Touring the Wine Regions of Bordeaux, France

Endless vineyards of Bordeaux
Endless vineyards of Bordeaux

I’ve been a red wine lover through and through since almost forever (I admit to having preferred the white wine in my coming of age period) so spending a part of our summer holiday touring the Bordeaux wine regions seemed to be a straightforward, logical decision. I love champagne a lot too but I don’t think we’ll head to Champagne anytime soon. One huge French wine region, which Bordeaux area undisputedly and certainly is, with all its delights and weaknesses, was quite a handful. 

Above the main village square of St Emilion with vineyards reaching to the courtyards
Above the main village square and the famous monolithic church of St Emilion with vineyards reaching to the courtyards

St. Emilion is a pretty historic village of golden stone houses that stretch over the rather steep slope. Some of its winding streets and roads are almost vertical and paved in stones polished by centuries of use. The main attraction is wine and it is superb.

View of Chateau Angelus, one of the most prestigious winemakers in Bordeaux
Chateau Angelus, one of the most prestigious winemakers in Bordeaux

Other attractions include a monolithic church, vineyards growing as close as village pavements and within the courtyards, and several winemaking chateaux within the “city limits” of the village. It’s the only village in the Bordeaux area we’ve visited that actually exudes the village feeling of real people living and working there. It is terribly beautiful so you expect every other village nearby to be at least similar.

Alexander Calder’s artwork adorning a wall of golden stone
Alexander Calder adorning a wall of golden stone at Chateau de Ferrand

Pomerol on the other hand is not even a village. It’s a cluster of houses by the road full of blooming pots of flowers and an elegant church with an anorexic bell tower. It’s disappointing to have a fantasy about a place developed solely on the basis of the wine bottle labels. I remember loving Pomerol wines.

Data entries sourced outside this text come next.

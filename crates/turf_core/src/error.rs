use thiserror::Error;

/// Errors raised at the JSON and configuration boundary.
///
/// The predictor itself never fails; these only surface when decoding requests,
/// encoding responses, or loading a `PredictorConfig`.
#[derive(Error, Debug)]
pub enum TurfError {
    #[error("Deserialization error: {0}")]
    Deserialization(String),

    #[error("Serialization error: {0}")]
    Serialization(String),

    #[error("Unsupported schema version: found {found}, expected {expected}")]
    UnsupportedSchemaVersion { found: u32, expected: u32 },

    #[error("Validation error: {0}")]
    Validation(#[from] validator::ValidationErrors),

    #[error("Invalid config: {0}")]
    InvalidConfig(String),
}

impl TurfError {
    /// Whether the caller can fix the problem by correcting its request.
    pub fn is_client_error(&self) -> bool {
        match self {
            TurfError::Deserialization(_) => true,
            TurfError::UnsupportedSchemaVersion { .. } => true,
            TurfError::Validation(_) => true,
            TurfError::InvalidConfig(_) => true,
            TurfError::Serialization(_) => false,
        }
    }
}

impl From<serde_json::Error> for TurfError {
    fn from(err: serde_json::Error) -> Self {
        if err.is_data() || err.is_syntax() || err.is_eof() {
            TurfError::Deserialization(err.to_string())
        } else {
            TurfError::Serialization(err.to_string())
        }
    }
}

pub type Result<T> = std::result::Result<T, TurfError>;

#[cfg(test)]
mod tests {
    use super::*;

    #[test]
    fn test_json_syntax_error_maps_to_deserialization() {
        let err: TurfError = serde_json::from_str::<serde_json::Value>("{not json")
            .unwrap_err()
            .into();
        assert!(matches!(err, TurfError::Deserialization(_)));
        assert!(err.is_client_error());
    }

    #[test]
    fn test_schema_version_message() {
        let err = TurfError::UnsupportedSchemaVersion { found: 3, expected: 1 };
        assert_eq!(err.to_string(), "Unsupported schema version: found 3, expected 1");
    }
}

Pomerol, home to several prestigious winemaking chateaux
Pomerol, home to several prestigious winemaking chateaux

Another myth came crashing down: Pauillac is a dreary village with a large marina and immaculate riverfront of wooden boardwalks along the Gironde. EU-funded probably, amidst the wealth of the wine industry. It’s where we sat down in one of many generic tourist trap bars on the promenade (sadly no other choice) for a bottle of water at 7 f***ing €. No pigeons nor orchestral music in sight though. Here we were also turned away at a chateau with the words that it is not possible to visit at all.

One of the best meals we had: moules frites. The food on general wasn’t a highlight though.
One of the best meals we had: moules frites. The food on general wasn’t a highlight though.

Margaux, another village in Haut-Medoc, the mid-part of Medoc headland north of the city of Bordeaux, seemed kind of nice when we passed through. The strangest thing of all is that you never see any people (as in locals) around. Visitors on the other hand come in thousands.

Vineyards of world famous Chateaux Margaux
Vineyards of world famous Chateaux Margaux

Barsac and Sauternes, the micro regions south of Bordeaux, are where the white wine rules. Not a regular white wine but deeply and elegantly sweet white wine. Chateau d’Yquem ring a bell? Chateau Climens? Yes, that kind of wine. It’s so good! I could easily label it nectar.

Bordeaux winemaking areas as seen in Decanter

The area of Bordeaux is full of manicured vineyards and dotted with fairy-tale-like chateaux. Truth be told, some chateaux are stretching it a bit. Not every shack with littered courtyard should have been allowed to use the word chateau in its address. But what do I know. I’m an amateur wine consumer enjoying its pleasures recreationally. I will continue to enjoy the great wines of Bordeaux although the experience killed the charm of the fantasy I had in my head about the region.

The most expensive wine in the world grows here: Chateau d’Yqem vineyards in Sauternes
The most expensive wine in the world grows here: Chateau d’Yquem vineyards in Sauternes

The city of Bordeaux is grand though. Built with the wine money, someone said, it’s almost regal. Tremendous townhouses and palaces, fantastic squares, exquisite waterfront, modern public transport, very lively, elegant. And huge.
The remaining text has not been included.